Basically, I didn’t enjoy Looper because the writer didn’t work hard enough to enabling me to suspend my disbelief. It felt insulting. It’s as if the writer said, “I’ve got this idea: a man in the present is forced to kill his future self” and there wasn’t a plot hole big enough for him to stop and think twice.
Then there was the child killing. The reason the loopers have to kill their future selves is because a madman, the “Rainmaker” (I think that was the name) has taken over the syndicate and, for his own diabolical reasons, wants to eliminate all the loopers. The future-self character (Bruce Wills) evades being killed by his present-self and discovers the Rainmaker is a young boy in the present. (Are you following me?) He (Willis) has a series of numbers that lead him to three potential kids. He doesn’t have time to determine which one is the real Rainmaker, so he has to kill all three.
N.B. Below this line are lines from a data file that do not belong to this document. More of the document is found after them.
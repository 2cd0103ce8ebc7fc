// src/grid/mod.rs
//! Absolute-addressed view of one worksheet.
//!
//! calamine trims a sheet's range to its first used cell, so a relative
//! `(0, 0)` may sit anywhere on the sheet. Every layout in this crate is
//! written in absolute 0-based sheet coordinates (row 0 is Excel row 1), and
//! [`Grid`] only ever answers in those.

pub mod cell;

use calamine::{open_workbook, Data, Range, Reader, Xlsx, XlsxError};
use std::{fs::File, io::BufReader, path::Path};
use tracing::debug;

use crate::extract::ExtractionFailure;
pub use cell::{cell_number, cell_text, clean_str, parse_number};

/// One worksheet's cells, addressed by absolute `(row, col)`.
#[derive(Debug, Clone)]
pub struct Grid {
    sheet: String,
    range: Range<Data>,
}

impl Grid {
    pub fn new(sheet: impl Into<String>, range: Range<Data>) -> Self {
        Self {
            sheet: sheet.into(),
            range,
        }
    }

    /// Name of the sheet the cells came from.
    pub fn sheet(&self) -> &str {
        &self.sheet
    }

    /// Number of rows from the top of the sheet to the last used row.
    pub fn height(&self) -> u32 {
        self.range.end().map_or(0, |(r, _)| r + 1)
    }

    /// Number of columns from column A to the last used column.
    pub fn width(&self) -> u32 {
        self.range.end().map_or(0, |(_, c)| c + 1)
    }

    /// The cell at `(row, col)`, `None` when blank or outside the used range.
    pub fn cell(&self, row: u32, col: u32) -> Option<&Data> {
        self.range
            .get_value((row, col))
            .filter(|c| !matches!(c, Data::Empty))
    }

    pub fn text(&self, row: u32, col: u32) -> Option<String> {
        self.cell(row, col).and_then(cell_text)
    }

    /// Trimmed text, `None` when the trimmed value is blank.
    pub fn label(&self, row: u32, col: u32) -> Option<String> {
        self.text(row, col)
            .map(|s| s.trim().to_string())
            .filter(|s| !s.is_empty())
    }

    pub fn number(&self, row: u32, col: u32) -> Option<f64> {
        self.cell(row, col).and_then(cell_number)
    }

    /// First row in `rows` whose cell in `col` satisfies `pred`.
    pub fn find_row<F>(&self, col: u32, rows: std::ops::Range<u32>, pred: F) -> Option<u32>
    where
        F: Fn(&str) -> bool,
    {
        let end = rows.end.min(self.height());
        (rows.start..end).find(|&r| self.text(r, col).is_some_and(|t| pred(&t)))
    }

    /// Column in `row` whose trimmed text equals `label` exactly.
    pub fn find_header(&self, row: u32, label: &str) -> Option<u32> {
        (0..self.width()).find(|&c| self.label(row, c).as_deref() == Some(label))
    }
}

/// Open `sheet` of the `.xlsx` at `path` into a [`Grid`].
///
/// The workbook (and its file handle) is dropped before this returns, on the
/// success path and on every error path.
#[tracing::instrument(level = "debug", skip(path), fields(path = %path.display()))]
pub fn open_xlsx_sheet(path: &Path, sheet: &str) -> Result<Grid, ExtractionFailure> {
    // 1) missing file is its own failure, not a generic open error
    if !path.is_file() {
        return Err(ExtractionFailure::WorkbookNotFound(path.to_path_buf()));
    }

    // 2) open the package
    let mut workbook: Xlsx<BufReader<File>> =
        open_workbook(path).map_err(|e: XlsxError| ExtractionFailure::WorkbookOpen {
            path: path.to_path_buf(),
            reason: e.to_string(),
        })?;

    // 3) resolve the sheet by exact name
    if !workbook.sheet_names().iter().any(|n| n == sheet) {
        return Err(ExtractionFailure::SheetNotFound {
            workbook: path.display().to_string(),
            sheet: sheet.to_string(),
        });
    }
    let range = workbook
        .worksheet_range(sheet)
        .map_err(|e| ExtractionFailure::WorkbookOpen {
            path: path.to_path_buf(),
            reason: format!("reading sheet `{}`: {}", sheet, e),
        })?;

    let grid = Grid::new(sheet, range);
    debug!(rows = grid.height(), cols = grid.width(), "sheet loaded");
    Ok(grid)
}

#[cfg(test)]
pub(crate) mod tests {
    use super::*;
    use anyhow::Result;
    use rust_xlsxwriter::Workbook;
    use tempfile::tempdir;

    /// Build a grid from `(row, col, value)` triples.
    pub(crate) fn grid(sheet: &str, cells: &[(u32, u32, Data)]) -> Grid {
        if cells.is_empty() {
            return Grid::new(sheet, Range::empty());
        }
        // anchor at A1 so relative and absolute positions coincide
        let max_r = cells.iter().map(|(r, _, _)| *r).max().unwrap_or(0);
        let max_c = cells.iter().map(|(_, c, _)| *c).max().unwrap_or(0);
        let mut range = Range::new((0, 0), (max_r, max_c));
        for (r, c, v) in cells {
            range.set_value((*r, *c), v.clone());
        }
        Grid::new(sheet, range)
    }

    pub(crate) fn s(v: &str) -> Data {
        Data::String(v.to_string())
    }

    pub(crate) fn n(v: f64) -> Data {
        Data::Float(v)
    }

    #[test]
    fn addressing_is_absolute() {
        let g = grid("Sheet1", &[(5, 2, s("hello")), (7, 4, n(3.0))]);
        assert_eq!(g.text(5, 2).as_deref(), Some("hello"));
        assert_eq!(g.number(7, 4), Some(3.0));
        assert_eq!(g.cell(0, 0), None);
        assert_eq!(g.height(), 8);
        assert_eq!(g.width(), 5);
        assert_eq!(g.cell(100, 100), None);
    }

    #[test]
    fn find_row_respects_window_and_sheet_end() {
        let g = grid(
            "Sheet1",
            &[(1, 0, s("Age")), (4, 0, s("Total")), (9, 0, s("Total"))],
        );
        assert_eq!(g.find_row(0, 0..5, |t| t == "Total"), Some(4));
        assert_eq!(g.find_row(0, 5..500, |t| t == "Total"), Some(9));
        assert_eq!(g.find_row(0, 0..4, |t| t == "Total"), None);
    }

    #[test]
    fn find_header_matches_trimmed_label() {
        let g = grid("Sheet1", &[(3, 0, s(" Age Cat1 ")), (3, 2, s("LB 2023"))]);
        assert_eq!(g.find_header(3, "Age Cat1"), Some(0));
        assert_eq!(g.find_header(3, "LB 2023"), Some(2));
        assert_eq!(g.find_header(3, "LB 2022"), None);
    }

    #[test]
    fn missing_file_is_reported_as_not_found() {
        let dir = tempdir().unwrap();
        let err = open_xlsx_sheet(&dir.path().join("nope.xlsx"), "Sheet1").unwrap_err();
        assert!(matches!(err, ExtractionFailure::WorkbookNotFound(_)));
    }

    #[test]
    fn garbage_file_is_an_open_failure() -> Result<()> {
        let dir = tempdir()?;
        let path = dir.path().join("broken.xlsx");
        std::fs::write(&path, b"not a zip archive")?;
        let err = open_xlsx_sheet(&path, "Sheet1").unwrap_err();
        assert!(matches!(err, ExtractionFailure::WorkbookOpen { .. }));
        Ok(())
    }

    #[test]
    fn reads_real_xlsx_with_leading_blank_rows() -> Result<()> {
        let dir = tempdir()?;
        let path = dir.path().join("book.xlsx");

        let mut workbook = Workbook::new();
        let sheet = workbook.add_worksheet();
        sheet.set_name("Long Beach (2023)")?;
        sheet.write_string(98, 0, "Year")?;
        sheet.write_number(99, 0, 2011.0)?;
        sheet.write_number(99, 1, 462_257.0)?;
        workbook.save(&path)?;

        let g = open_xlsx_sheet(&path, "Long Beach (2023)")?;
        assert_eq!(g.sheet(), "Long Beach (2023)");
        assert_eq!(g.text(98, 0).as_deref(), Some("Year"));
        assert_eq!(g.number(99, 0), Some(2011.0));
        assert_eq!(g.number(99, 1), Some(462_257.0));

        let err = open_xlsx_sheet(&path, "RACE BY YEAR").unwrap_err();
        assert!(matches!(err, ExtractionFailure::SheetNotFound { .. }));
        Ok(())
    }
}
Yuck. Yuck. Yuck.
And now I’ll get a little political. Let me state that I don’t own a gun. I do enjoy skeet shooting and my family has a long history with guns. My grandfather and uncle were sheriffs, so there was always a holster hanging on the hat rack when I went to visit. And, believe me, if we would have touched it, my grandmother would have beaten us silly with a broom! There was a gun rack on the wall of the living room. But, my grandparents lived in a rural area and used the guns to hunt for food. I once watched my grandfather shot a copperhead dangling from tree—right in the path of the open-roofed Jeep I was sitting in. Could he have done something else? Maybe he could have gotten a long tree limb and tried to scoop it out of the way, but since the car shed was next to the tree, I think he probably made the right choice. But I digress…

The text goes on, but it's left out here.